» DATA FOR THIS EXERCISE
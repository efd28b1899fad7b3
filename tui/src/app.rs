//! Main Application
//!
//! The App owns the stage and the presenter and runs the frame loop:
//! - Event loop (keyboard, resize) over crossterm's async event stream
//! - Stage clock advanced every frame; host events routed to the presenter
//! - Overlay panels whose callbacks report back over a channel
//! - Optional autoplay cycling random expressions
//!
//! # Keys
//!
//! | Key       | Action                               |
//! |-----------|--------------------------------------|
//! | `1`-`5`   | Show greet/encourage/think/warning/success |
//! | `c`       | Toggle top/center anchor             |
//! | `t`       | Warning that hides itself after 2 s  |
//! | `h`       | Hide                                 |
//! | `r`       | Stage results                        |
//! | `Enter`   | Confirm the open panel               |
//! | `q`/`Esc` | Quit                                 |

use std::io;
use std::time::{Duration, Instant};

use crossterm::event::{Event, EventStream, KeyCode, KeyEvent, KeyEventKind, KeyModifiers};
use futures::StreamExt;
use rand::Rng;
use ratatui::backend::CrosstermBackend;
use ratatui::layout::Rect;
use ratatui::style::Style;
use ratatui::widgets::Widget;
use ratatui::Terminal;
use tokio::sync::mpsc;
use tracing::{debug, info, warn};

use companion_core::{
    Expression, IntroPanel, Phase, Position, PresentationOptions, Presenter, PresenterConfig,
    Stage, StageResultsPanel, StageSummary,
};

use crate::assets;
use crate::render::{viewport_for, StageRenderer};
use crate::script;
use crate::theme::{DIM_GRAY, ERROR_RED};
use crate::widgets::{IntroCard, ResultsCard};

/// Frame tick
const TICK: Duration = Duration::from_millis(16);

/// Timed warning lifetime (`t` key)
const TIMED_WARNING_MS: u64 = 2000;

/// Encouragement shown after the intro is confirmed
const ENCOURAGE_MS: u64 = 3000;

/// Autoplay dwell range, in seconds
const AUTOPLAY_MIN_SECS: u64 = 2;
const AUTOPLAY_MAX_SECS: u64 = 5;

/// Meters the caravan covers per second of play
const METERS_PER_SEC: u64 = 3;

/// Panel callbacks report here
#[derive(Clone, Copy, Debug, PartialEq, Eq)]
pub enum AppAction {
    IntroConfirmed,
    ResultsContinued,
}

enum Overlay {
    Intro(IntroPanel),
    Results(StageResultsPanel),
}

/// Running tally for the results panel
#[derive(Clone, Copy, Debug, Default)]
struct Tally {
    correct: u32,
    incorrect: u32,
}

impl Tally {
    fn stars(self) -> u8 {
        let total = self.correct + self.incorrect;
        if total == 0 {
            return 0;
        }
        match self.correct * 10 / total {
            9..=10 => 3,
            6..=8 => 2,
            _ if self.correct > 0 => 1,
            _ => 0,
        }
    }
}

/// Main application state
pub struct App {
    // === Core State ===
    /// Is the app still running?
    running: bool,
    /// Terminal size
    size: (u16, u16),

    // === Companion ===
    stage: Stage,
    presenter: Presenter,
    renderer: StageRenderer,
    position: Position,

    // === Overlays ===
    overlay: Option<Overlay>,
    actions_tx: mpsc::UnboundedSender<AppAction>,
    actions_rx: mpsc::UnboundedReceiver<AppAction>,

    // === Demo State ===
    tally: Tally,
    started: Instant,
    /// Time until the next autoplay expression, when autoplay is on
    autoplay: Option<Duration>,
    /// Last asset problem, shown in the status line
    notice: Option<String>,

    /// Last frame time
    last_frame: Instant,
}

impl App {
    /// Create an App sized to the current terminal
    pub fn new(config: PresenterConfig, autoplay: bool) -> anyhow::Result<Self> {
        let size = crossterm::terminal::size()?;
        Ok(Self::with_size(config, autoplay, size))
    }

    /// Create an App for a terminal of `size` columns × rows
    pub fn with_size(config: PresenterConfig, autoplay: bool, size: (u16, u16)) -> Self {
        let (width, height) = viewport_for(stage_area(size));
        let mut stage = Stage::new(width, height);

        let mut notice = None;
        if let Some(dir) = config.assets_dir.as_deref() {
            if let Err(e) = assets::load_expression_images(&mut stage, dir) {
                warn!(error = %e, "expression images unavailable");
                notice = Some(e.to_string());
            }
        }

        let presenter = Presenter::new(&mut stage, config);
        info!(mode = ?presenter.mode(), width, height, "companion ready");

        let (actions_tx, actions_rx) = mpsc::unbounded_channel();
        let mut app = Self {
            running: true,
            size,
            stage,
            presenter,
            renderer: StageRenderer::default(),
            position: Position::Top,
            overlay: None,
            actions_tx,
            actions_rx,
            tally: Tally::default(),
            started: Instant::now(),
            autoplay: autoplay.then(|| Duration::from_secs(AUTOPLAY_MIN_SECS)),
            notice,
            last_frame: Instant::now(),
        };
        app.open_intro();
        app
    }

    /// Main event loop
    pub async fn run(
        &mut self,
        terminal: &mut Terminal<CrosstermBackend<io::Stdout>>,
    ) -> anyhow::Result<()> {
        let mut event_stream = EventStream::new();

        // Render initial frame immediately so user sees UI
        self.render(terminal)?;

        while self.running {
            tokio::select! {
                biased;

                maybe_event = event_stream.next() => {
                    match maybe_event {
                        Some(Ok(event)) => self.handle_event(event),
                        Some(Err(e)) => {
                            warn!(error = %e, "terminal event error");
                        }
                        None => self.running = false,
                    }
                }

                // Frame tick
                _ = tokio::time::sleep(TICK) => {}
            }

            self.update();
            self.render(terminal)?;
        }

        Ok(())
    }

    fn handle_event(&mut self, event: Event) {
        match event {
            // Only handle Press events (not Release or Repeat)
            Event::Key(key) if key.kind == KeyEventKind::Press => self.handle_key(key),
            Event::Resize(w, h) => self.handle_resize(w, h),
            _ => {}
        }
    }

    /// Handle keyboard input
    pub fn handle_key(&mut self, key: KeyEvent) {
        match key.code {
            KeyCode::Esc | KeyCode::Char('q') => self.running = false,
            KeyCode::Char('c') if key.modifiers.contains(KeyModifiers::CONTROL) => {
                self.running = false;
            }

            KeyCode::Enter => self.confirm_overlay(),

            KeyCode::Char(c @ '1'..='5') => {
                let index = c as usize - '1' as usize;
                self.present(Expression::ALL[index], None);
            }
            KeyCode::Char('c') => {
                self.position = match self.position {
                    Position::Top => Position::Center,
                    Position::Center => Position::Top,
                };
                let expression = self.presenter.current_expression().unwrap_or(Expression::Greet);
                self.present(expression, None);
            }
            KeyCode::Char('t') => self.present(Expression::Warning, Some(TIMED_WARNING_MS)),
            KeyCode::Char('h') => self.presenter.hide(&mut self.stage),
            KeyCode::Char('r') => self.open_results(),
            KeyCode::Char('a') => {
                self.autoplay = match self.autoplay {
                    Some(_) => None,
                    None => Some(Duration::ZERO),
                };
            }

            _ => {}
        }
    }

    /// Handle terminal resize
    pub fn handle_resize(&mut self, width: u16, height: u16) {
        self.size = (width, height);
        let (w, h) = viewport_for(stage_area(self.size));
        self.stage.set_viewport(w, h);
        self.presenter.resize(&mut self.stage, w, h);
    }

    /// Update animations and state
    fn update(&mut self) {
        let now = Instant::now();
        let delta = now - self.last_frame;
        self.last_frame = now;
        self.tick(delta);
    }

    /// Advance the stage clock by `delta` and process everything that came due
    pub fn tick(&mut self, delta: Duration) {
        for event in self.stage.advance(delta) {
            self.presenter.handle_event(&mut self.stage, event);
        }

        while let Ok(action) = self.actions_rx.try_recv() {
            self.apply_action(action);
        }

        if let Some(remaining) = self.autoplay {
            let remaining = remaining.saturating_sub(delta);
            if remaining.is_zero() && self.overlay.is_none() {
                let mut rng = rand::thread_rng();
                let expression = Expression::ALL[rng.gen_range(0..Expression::ALL.len())];
                self.present(expression, None);
                self.autoplay = Some(Duration::from_secs(
                    rng.gen_range(AUTOPLAY_MIN_SECS..=AUTOPLAY_MAX_SECS),
                ));
            } else {
                self.autoplay = Some(remaining);
            }
        }
    }

    fn apply_action(&mut self, action: AppAction) {
        debug!(?action, "panel action");
        self.overlay = None;
        match action {
            AppAction::IntroConfirmed => {
                self.started = Instant::now();
                self.tally = Tally::default();
                self.present(Expression::Encourage, Some(ENCOURAGE_MS));
            }
            AppAction::ResultsContinued => self.presenter.hide(&mut self.stage),
        }
    }

    fn present(&mut self, expression: Expression, duration_ms: Option<u64>) {
        match expression {
            Expression::Success => self.tally.correct += 1,
            Expression::Warning => self.tally.incorrect += 1,
            _ => {}
        }
        let line = script::line(expression);
        let mut options = PresentationOptions::new()
            .position(self.position)
            .message(line.primary)
            .secondary_message(line.secondary);
        if let Some(ms) = duration_ms {
            options = options.duration_ms(ms);
        }
        self.presenter.show(&mut self.stage, expression, &options);
    }

    fn open_intro(&mut self) {
        let tx = self.actions_tx.clone();
        self.overlay = Some(Overlay::Intro(IntroPanel::new(
            script::INTRO_TITLE,
            script::INTRO_LINES.iter().map(ToString::to_string).collect(),
            script::INTRO_CONFIRM,
            move || {
                let _ = tx.send(AppAction::IntroConfirmed);
            },
        )));
        self.present(Expression::Greet, None);
    }

    fn open_results(&mut self) {
        let elapsed = self.started.elapsed();
        let summary = StageSummary::new(
            (elapsed.as_secs() * METERS_PER_SEC) as u32,
            self.tally.stars(),
            self.tally.correct,
            self.tally.incorrect,
            elapsed,
        );
        let tx = self.actions_tx.clone();
        self.overlay = Some(Overlay::Results(StageResultsPanel::new(
            script::RESULTS_TITLE,
            summary,
            script::RESULTS_CONTINUE,
            move || {
                let _ = tx.send(AppAction::ResultsContinued);
            },
        )));
        let line = script::line(Expression::Success);
        self.presenter.show(
            &mut self.stage,
            Expression::Success,
            &PresentationOptions::new()
                .position(Position::Top)
                .message(line.primary),
        );
    }

    fn confirm_overlay(&mut self) {
        match self.overlay.as_mut() {
            Some(Overlay::Intro(panel)) => {
                panel.confirm();
            }
            Some(Overlay::Results(panel)) => {
                panel.confirm();
            }
            None => {}
        }
    }

    /// Render the current state
    fn render(&mut self, terminal: &mut Terminal<CrosstermBackend<io::Stdout>>) -> io::Result<()> {
        terminal.draw(|frame| {
            let area = frame.area();
            self.draw(area, frame.buffer_mut());
        })?;
        Ok(())
    }

    /// Draw stage, overlay and status line into `buf`
    pub fn draw(&mut self, area: Rect, buf: &mut ratatui::buffer::Buffer) {
        let stage_rect = Rect::new(area.x, area.y, area.width, area.height.saturating_sub(1));
        self.renderer.render(&self.stage, stage_rect, buf);

        match &self.overlay {
            Some(Overlay::Intro(panel)) => IntroCard::new(panel).render(stage_rect, buf),
            Some(Overlay::Results(panel)) => ResultsCard::new(panel).render(stage_rect, buf),
            None => {}
        }

        if area.height == 0 {
            return;
        }
        let status_y = area.y + area.height - 1;
        let (text, color) = match &self.notice {
            Some(notice) => (notice.clone(), ERROR_RED),
            None => (self.status_line(), DIM_GRAY),
        };
        buf.set_stringn(area.x, status_y, text, usize::from(area.width), Style::default().fg(color));
    }

    fn status_line(&self) -> String {
        let mood = self
            .presenter
            .current_expression()
            .map_or("-", Expression::name);
        let phase = match self.presenter.phase() {
            Phase::Hidden => "hidden",
            Phase::FadingIn => "fading in",
            Phase::Shown => "shown",
            Phase::FadingOut => "fading out",
        };
        let autoplay = if self.autoplay.is_some() { " · autoplay" } else { "" };
        format!(
            " {mood} ({phase}){autoplay} │ 1-5 moods · c anchor · t timed · h hide · r results · a autoplay · q quit"
        )
    }

    // === Accessors ===

    #[must_use]
    pub fn is_running(&self) -> bool {
        self.running
    }

    #[must_use]
    pub fn presenter(&self) -> &Presenter {
        &self.presenter
    }

    #[must_use]
    pub fn stage(&self) -> &Stage {
        &self.stage
    }

    /// Whether a panel is open
    #[must_use]
    pub fn has_overlay(&self) -> bool {
        self.overlay.is_some()
    }
}

/// The stage gets everything but the status line
fn stage_area(size: (u16, u16)) -> Rect {
    Rect::new(0, 0, size.0, size.1.saturating_sub(1))
}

» DIRECTIONS FOR THIS TASK
Report back each line in the material above that contains the string "Instant".

» COMPLETED TASK
use std::time::{Duration, Instant};
    started: Instant,
    last_frame: Instant,
            started: Instant::now(),
            last_frame: Instant::now(),
        let now = Instant::now();
                self.started = Instant::now();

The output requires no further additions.